The confusion matrix and ROC curve are shown in Figure 17. In the confusion matrix, the red cubes present the incorrect classification and the green cubes present the correct classification according to the output class and target class. On the right bottom corner, the blue cube shows the overall percentage of the classification which in this case is 99.10% of correct classification performance. The ROC curve shows the area under the curve of every (AUC) 20 class testing samples. All testing class samples have achieved the maximum area under curve (AUC) except a few testing class samples that are misclassified as other classes. On the ROC curve, the top left corner shows that a small amount of classes do not achieve the maximum area under curve (AUC). At the conclusion of the experiment with the LISA dataset, the proposed method gives the desired classification performance.
Figure 17
Confusion matrix and ROC curve of the LISA dataset experiment.
4.4. Experiment with Convolution Neural Network (CNN)

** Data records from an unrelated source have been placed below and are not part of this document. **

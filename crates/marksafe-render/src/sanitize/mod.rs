//! Sanitization collaborators (tag filter + untrusted-link marker).
//!
//! Both run on engine output only, after conversion. The filter unwraps any
//! element outside the permitted set; the marker then touches only anchors
//! that survived the filter.

pub mod filter;
pub mod links;

use std::collections::BTreeSet;

use marksafe_core::error::Result;

pub use filter::{AmmoniaSanitizer, DEFAULT_ALLOWED_TAGS};
pub use links::NofollowLinks;

/// Tag filter over rendered HTML.
pub trait HtmlSanitizer: Send + Sync {
    /// Keep only `permitted` elements; children of stripped elements stay.
    fn sanitize(&self, html: &str, permitted: &BTreeSet<String>) -> Result<String>;

    /// Baseline tag set used when a declaration allows everything.
    fn default_vocabulary(&self) -> BTreeSet<String>;
}

/// Post-processor that marks every anchor as not editorially endorsed.
pub trait LinkMarker: Send + Sync {
    fn mark_untrusted(&self, html: &str) -> Result<String>;
}

/// Vocabulary of the bundled sanitizer.
pub fn default_vocabulary() -> BTreeSet<String> {
    DEFAULT_ALLOWED_TAGS.iter().map(|t| t.to_string()).collect()
}
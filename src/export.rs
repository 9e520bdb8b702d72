//! Export types for serializing knowledge-base state.
//!
//! These are human-readable JSON views, decoupled from the internal
//! representation so the snapshot format stays stable.

use std::collections::BTreeMap;

use serde::{Deserialize, Serialize};

use crate::kb::KnowledgeBase;

/// Exported rule with its antecedent source text.
#[derive(Debug, Clone, Serialize, Deserialize)]
pub struct RuleExport {
    /// Antecedent expression, as taught.
    pub antecedent: String,
    /// The concluded symbol.
    pub consequent: String,
}

/// Full snapshot of a knowledge base.
#[derive(Debug, Clone, Serialize, Deserialize)]
pub struct KbSnapshot {
    /// Symbol descriptions, sorted by name.
    pub variables: BTreeMap<String, String>,
    /// Current facts, sorted by name.
    pub facts: Vec<String>,
    /// Rules in declaration order.
    pub rules: Vec<RuleExport>,
}

impl KbSnapshot {
    /// Build a snapshot of the given knowledge base.
    pub fn of(kb: &KnowledgeBase) -> Self {
        Self {
            variables: kb
                .descriptions()
                .map(|(k, v)| (k.to_owned(), v.to_owned()))
                .collect(),
            facts: kb.facts().map(str::to_owned).collect(),
            rules: kb
                .rules()
                .iter()
                .map(|rule| RuleExport {
                    antecedent: rule.antecedent_text.clone(),
                    consequent: rule.consequent.clone(),
                })
                .collect(),
        }
    }
}
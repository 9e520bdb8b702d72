//! Reasoning engines over the knowledge base.
//!
//! - **Forward chaining** (`forward`): run all rules to a fixpoint, growing
//!   the fact set ("Learn").
//! - **Backward chaining** (`backward`): prove a goal on demand by searching
//!   facts and rules recursively ("Query").
//! - **Explanation** (`explain`): backward chaining that additionally builds
//!   a natural-language proof trace ("Why").

pub mod backward;
pub mod explain;
pub mod forward;

pub use backward::query;
pub use explain::explain;
pub use forward::learn;

/// Result of one `Learn` run.
#[derive(Debug, Clone)]
pub struct LearnOutcome {
    /// Facts derived during this run, in derivation order.
    pub derived: Vec<String>,
    /// Number of full passes over the rule list, including the final
    /// pass that derived nothing.
    pub passes: usize,
}

/// Result of an explained evaluation.
#[derive(Debug, Clone)]
pub struct Proof {
    /// The boolean verdict, identical to what `Query` would return.
    pub value: bool,
    /// Infix-style description text of the whole expression.
    pub text: String,
    /// Ordered natural-language reasoning lines.
    pub lines: Vec<String>,
}
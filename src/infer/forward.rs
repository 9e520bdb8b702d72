//! Forward chaining: apply rules until the fact set stops growing.

use crate::error::SyllogResult;
use crate::expr::eval_postfix;
use crate::kb::KnowledgeBase;

use super::LearnOutcome;

/// Run forward chaining to a fixpoint.
///
/// Each pass walks the full rule list; a rule whose consequent is already
/// a fact is skipped, otherwise its antecedent is evaluated with direct
/// fact lookup and a true antecedent adds the consequent. The first pass
/// that adds nothing terminates the loop, so the operation is monotonic
/// and idempotent.
///
/// No dependency ordering is attempted: worst case is one pass per link
/// of the longest rule chain, fine for small rule sets.
pub fn learn(kb: &mut KnowledgeBase) -> SyllogResult<LearnOutcome> {
    // The rule list is not mutated by learning; snapshot it so facts can
    // be added mid-pass (later rules in a pass see earlier derivations).
    let rules = kb.rules().to_vec();
    let mut derived = Vec::new();
    let mut passes = 0;

    loop {
        passes += 1;
        let mut fixed = true;
        for rule in &rules {
            if kb.is_fact(&rule.consequent) {
                continue;
            }
            if eval_postfix(&rule.postfix, |name| kb.is_fact(name))? {
                kb.add_fact(&rule.consequent);
                tracing::debug!(fact = %rule.consequent, pass = passes, "derived new fact");
                derived.push(rule.consequent.clone());
                fixed = false;
            }
        }
        if fixed {
            break;
        }
    }

    tracing::info!(
        derived = derived.len(),
        passes,
        facts = kb.fact_count(),
        "forward chaining reached fixpoint"
    );
    Ok(LearnOutcome { derived, passes })
}

#[cfg(test)]
mod tests {
    use super::*;

    fn kb_with_chain() -> KnowledgeBase {
        let mut kb = KnowledgeBase::new();
        kb.assign("a", true);
        kb.add_rule("a", "b").unwrap();
        kb.add_rule("b", "c").unwrap();
        kb.add_rule("c & missing", "d").unwrap();
        kb
    }

    #[test]
    fn chains_to_fixpoint() {
        let mut kb = kb_with_chain();
        let outcome = learn(&mut kb).unwrap();
        assert!(kb.is_fact("b"));
        assert!(kb.is_fact("c"));
        assert!(!kb.is_fact("d"));
        assert_eq!(outcome.derived, vec!["b".to_string(), "c".to_string()]);
    }

    #[test]
    fn idempotent() {
        let mut kb = kb_with_chain();
        learn(&mut kb).unwrap();
        let before: Vec<String> = kb.facts().map(str::to_owned).collect();

        let second = learn(&mut kb).unwrap();
        let after: Vec<String> = kb.facts().map(str::to_owned).collect();
        assert_eq!(before, after);
        assert!(second.derived.is_empty());
        assert_eq!(second.passes, 1);
    }

    #[test]
    fn monotonic() {
        let mut kb = kb_with_chain();
        let before: Vec<String> = kb.facts().map(str::to_owned).collect();
        learn(&mut kb).unwrap();
        for fact in before {
            assert!(kb.is_fact(&fact));
        }
    }

    #[test]
    fn cyclic_rules_terminate() {
        // Forward chaining is immune to rule cycles: once both consequents
        // are facts the rules are skipped and the pass derives nothing.
        let mut kb = KnowledgeBase::new();
        kb.add_rule("a", "b").unwrap();
        kb.add_rule("b", "a").unwrap();
        kb.assign("a", true);
        learn(&mut kb).unwrap();
        assert!(kb.is_fact("b"));
    }

    #[test]
    fn negation_uses_current_fact_set() {
        let mut kb = KnowledgeBase::new();
        kb.add_rule("!a", "b").unwrap();
        let outcome = learn(&mut kb).unwrap();
        assert!(kb.is_fact("b"));
        assert_eq!(outcome.derived, vec!["b".to_string()]);
    }
}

The proposed method has been tested with a CNN which has two hidden layers to classify traffic signs. Firstly, the hidden layers have been trained individually in an unsupervised fashion using autoencoders. Then a final softmax layer has been trained, and joined with the two hidden layers to form a deep network, which is trained one final time in a supervised fashion. A total of 1000 real-time traffic sign samples are used to get the experimental results with CNN. Figure 18a shows the architecture of CNN and Figure 18b shows the CNN confusion matrix. The number in the bottom right-hand square of the confusion matrix gives the overall accuracy, which is 94.40%.
Figure 18
Experiment with CNN, (a) CNN architecture and (b) CNN confusion matrix.
4.5. Experiment with Real-Time
Real-time test images are collected by acquiring targeted frames from a video sequence which is recorded from a real-time environment instantly as per Table 1. For this real-time experiment, 10 classes of sign are selected. Every class of sign contains 100 sample frames which are extracted from the video sequence, and in total 1000 sample frames are used to get real-time experimental results. These selected frames are then passed through the detection process, and the output image is a 128-by-128 binary image. This binary image is converted into a 128-by-128 binary matrix for the feature extraction process, and a 278 feature vector is extracted from each binary image. This feature vector is the input of the ANN to recognize which class of road sign it is. Figure 19 shows some examples of real-time input signs.
Figure 19
Example real-time input images.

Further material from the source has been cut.